Benefits of an edge strategy
The first thing to know is that edge offers a lot of advantages.
“Edge computing allows companies to move processing functions closer to where data is gathered –at the network edge, providing a competitive advantage through speed, scale, and security,” said Gene De Libero, chief strategy officer at GeekHive.com (@GeneDeLibero).
This approach reduces the latency that occurs when communicating with a remote data center. The latency issue will become more pronounced as edge data volumes grow. and as the volume of data from edge devices grows. IDC estimates that data creation at the edge is growing almost as fast as data in the cloud, and predicts that edge data will account for 22% of the total global “datasphere” by 2025
“Typical cloud computing models rely on vast amounts of data to be sent hundreds or thousands of miles to be sorted out on the server end,” said Scott Schober, President and CEO of Berkeley Varitronics Systems (@ScottBVS). “This leads to lots of redundant or wasted bandwidth as well as higher latency due to the travel and processing time of all that data.”
In general, it’s a difference of seconds vs. microseconds. The need for that kind of speed is critical for certain applications.
“The difference would be considered huge in the financial industry, which uses blockchain technology for transactions, or in the health industry, where a fraction of a second latency could mean the difference between life and death,” said data analyst Benjamin Ajibade (@Benni_aji).
Reduced latency can also help on the manufacturing floor, where near-real-time analysis of operations and equipment can improve efficiency and increase margins.
“Manufacturers, industrials, government, retail, and other companies that require low-latency, high volume, and high-reliability apps and data processing can use edge computing technologies to develop new, innovative experiences,” said Isaac Sacolick, president of StarCIO (@nyike).
Better customer experiences
While these advantages are important, the biggest driver of edge computing may wind up being a basic human characteristic: impatience.
“Customers expect better performance—no hiccup in a videoconference, no lag in your online game, no glitch in your shopping experience,” said Jo Peterson, an IT executive and member of the Forbes Technology Council (@digitalcloudgal). “These are current expectations and not aspirations.

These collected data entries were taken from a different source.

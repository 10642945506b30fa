//! Domain types: model files, the definition graph and the error taxonomy.

pub mod definition;
pub mod errors;
pub mod file;
pub mod machine;
pub mod optics;
//! Maintenance checks for on-disk model repositories.

use std::collections::BTreeSet;
use std::path::{Path, PathBuf};

use walkdir::WalkDir;

use crate::domain::definition::ModelDefinition;
use crate::domain::errors::MaintenanceError;
use crate::infra::finder::ModelFileFinder;
use crate::infra::persist::default_persisters;

/// Find every file below `root` that none of the given model definitions
/// references.
///
/// Each definition comes paired with the finder scoped to it, because only
/// the finder knows how its file references map onto the directory layout.
/// Definition documents themselves (any recognized persistence extension)
/// are never reported. The scan is refused with
/// [`MaintenanceError::NotLocal`] when any referenced file cannot be located
/// below the root, since the unused-set would be meaningless in that case.
pub fn detect_unused_files(
    root: &Path,
    models: &[(&ModelDefinition, &ModelFileFinder)],
) -> Result<BTreeSet<PathBuf>, MaintenanceError> {
    let mut referenced = BTreeSet::new();
    for (model, finder) in models {
        for file in model.required_files() {
            let local = finder
                .local_source_file(file)
                .filter(|path| path.is_file())
                .ok_or_else(|| MaintenanceError::NotLocal {
                    model: model.name.clone(),
                    name: file.name.clone(),
                })?;
            referenced.insert(local);
        }
    }

    let persisters = default_persisters();
    let mut unused = BTreeSet::new();
    for entry in WalkDir::new(root) {
        let entry = entry.map_err(|err| MaintenanceError::Scan {
            path: err
                .path()
                .map(Path::to_path_buf)
                .unwrap_or_else(|| root.to_path_buf()),
            source: err.into(),
        })?;
        if !entry.file_type().is_file() {
            continue;
        }
        let name = entry.file_name().to_string_lossy();
        if persisters.iter().any(|p| p.matches_file_name(&name)) {
            continue;
        }
        let path = entry.into_path();
        if !referenced.contains(&path) {
            unused.insert(path);
        }
    }

    tracing::info!(root = %root.display(), unused = unused.len(), "scanned model repository for unused files");
    Ok(unused)
}

#[cfg(test)]
mod tests {
    use super::*;

    use std::collections::BTreeMap;
    use std::fs;

    use crate::domain::file::{ModelFile, ModelPathOffsets};
    use crate::infra::source::ModelSource;

    fn model_with(name: &str, files: Vec<ModelFile>) -> ModelDefinition {
        let mut model = ModelDefinition::new(name);
        model.init_files = files;
        model
    }

    #[test]
    fn reports_only_unreferenced_files() {
        let dir = tempfile::tempdir().unwrap();
        let resdata = dir.path().join("resdata");
        fs::create_dir_all(&resdata).unwrap();
        fs::write(resdata.join("init.madx"), b"call;").unwrap();
        fs::write(resdata.join("stray.str"), b"x := 1;").unwrap();
        fs::write(dir.path().join("demo.jmd.xml"), b"<model-definition/>").unwrap();

        let model = model_with("demo", vec![ModelFile::resource("init.madx")]);
        let finder = ModelFileFinder::new(
            ModelPathOffsets::default(),
            ModelSource::directory(dir.path()),
        );

        let unused = detect_unused_files(dir.path(), &[(&model, &finder)]).unwrap();
        assert_eq!(
            unused.into_iter().collect::<Vec<_>>(),
            vec![resdata.join("stray.str")]
        );
    }

    #[test]
    fn refuses_models_without_local_sources() {
        let dir = tempfile::tempdir().unwrap();
        let model = model_with("demo", vec![ModelFile::resource("init.madx")]);
        let finder = ModelFileFinder::new(
            ModelPathOffsets::default(),
            ModelSource::memory(BTreeMap::new()),
        );

        let err = detect_unused_files(dir.path(), &[(&model, &finder)]).unwrap_err();
        assert!(matches!(err, MaintenanceError::NotLocal { .. }));
    }
}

For certain verticals that are serving data up to clients, the question becomes, how do you successfully compete without utilizing the edge?”
Scott Zoldi, chief analytics officer at FICO (@ScottZoldi), wholeheartedly agrees: “I am laser-focused on low-latency streaming decisioning, because customers increasingly expect real-time insights where computation is occurring, where data is captured vs. centralized.”
That said, edge computing is not for every use case.
“For companies that need low latency, edge computing is excellent. But many firms, if not most, do not require that level of speed,” saidBen Rothke, senior information security manager at Tapad (@benrothke). For those organizations, he said, edge computing may be “overkill.”
Business requirements and ROI
So, how do you sharpen your IT perspective on the edge? First, don’t get caught up in the hype and shininess – the basics still apply. Make sure your ROI model is based on time-tested rules of evaluation and execution.
“Edge –like cloud – is a new-ish business model for tech,” said Executive Digital Advisor Joanna Young (@jcycio). “When CIOs are considering [an edge strategy], in addition to understanding the tech implications, be sure to understand the financial and process implications also.”
This sentiment is echoed by Will Kelly, technical marketing manager for a container security startup (@willkelly): “Do your homework so you can cut through the marketing hype and educate your stakeholders about edge computing in business terms.”
That “homework” includes determining the right use cases and making sure your infrastructure and systems can support edge applications and workloads.
“Before going on an ‘edge journey,’ do a thorough analysis of which applications require real-time computing and data storage for the end-user,” said Arsalan Khan, an advisor on business and digital transformation (@ArsalanAKhan). “Does the end-user even care about real-time?” He also suggests an analysis of edge and endpoint devices to make sure they can handle real-time processing.
As with any new technology, it’s also important to use an edge initiative as an opportunity to improve existing processes and workflows instead of exacerbating existing inefficiencies.
“If edge compute proliferates and perpetuates application and data silos, it could just add to the accumulating debt,” said Matt Turner, Director, Industry Strategy at Alation (@matt_turner_nyc). “But with some control, it can actually help solve the problem.”
And keep in mind, edge isn’t going to replace cloud or central data centers; it augments them by cutting back on demand and by providing more data for analyses. ”Even though a lot of processing is done on the edge, having a central storage repository to analyze ‘cross-planetary’ data using AI or other business intelligence platforms will still be critical,” said Frank Cutitta, CEO and Founder of HealthTech Decisions Lab (@fcutitta).
A foundation for innovation
In addition to increased efficiency and performance , edge computing can also position an organization to leverage new and emerging technologies for future innovations.
“Integrating edge computing sooner rather than later moves organizations into real-world readiness for augmented reality, AI, and machine learning-empowered decision making,” said Audrey DeSisto, founder of Digital Marketing Stream (@AudreyDesisto).
That’s the edge many organizations have been waiting for.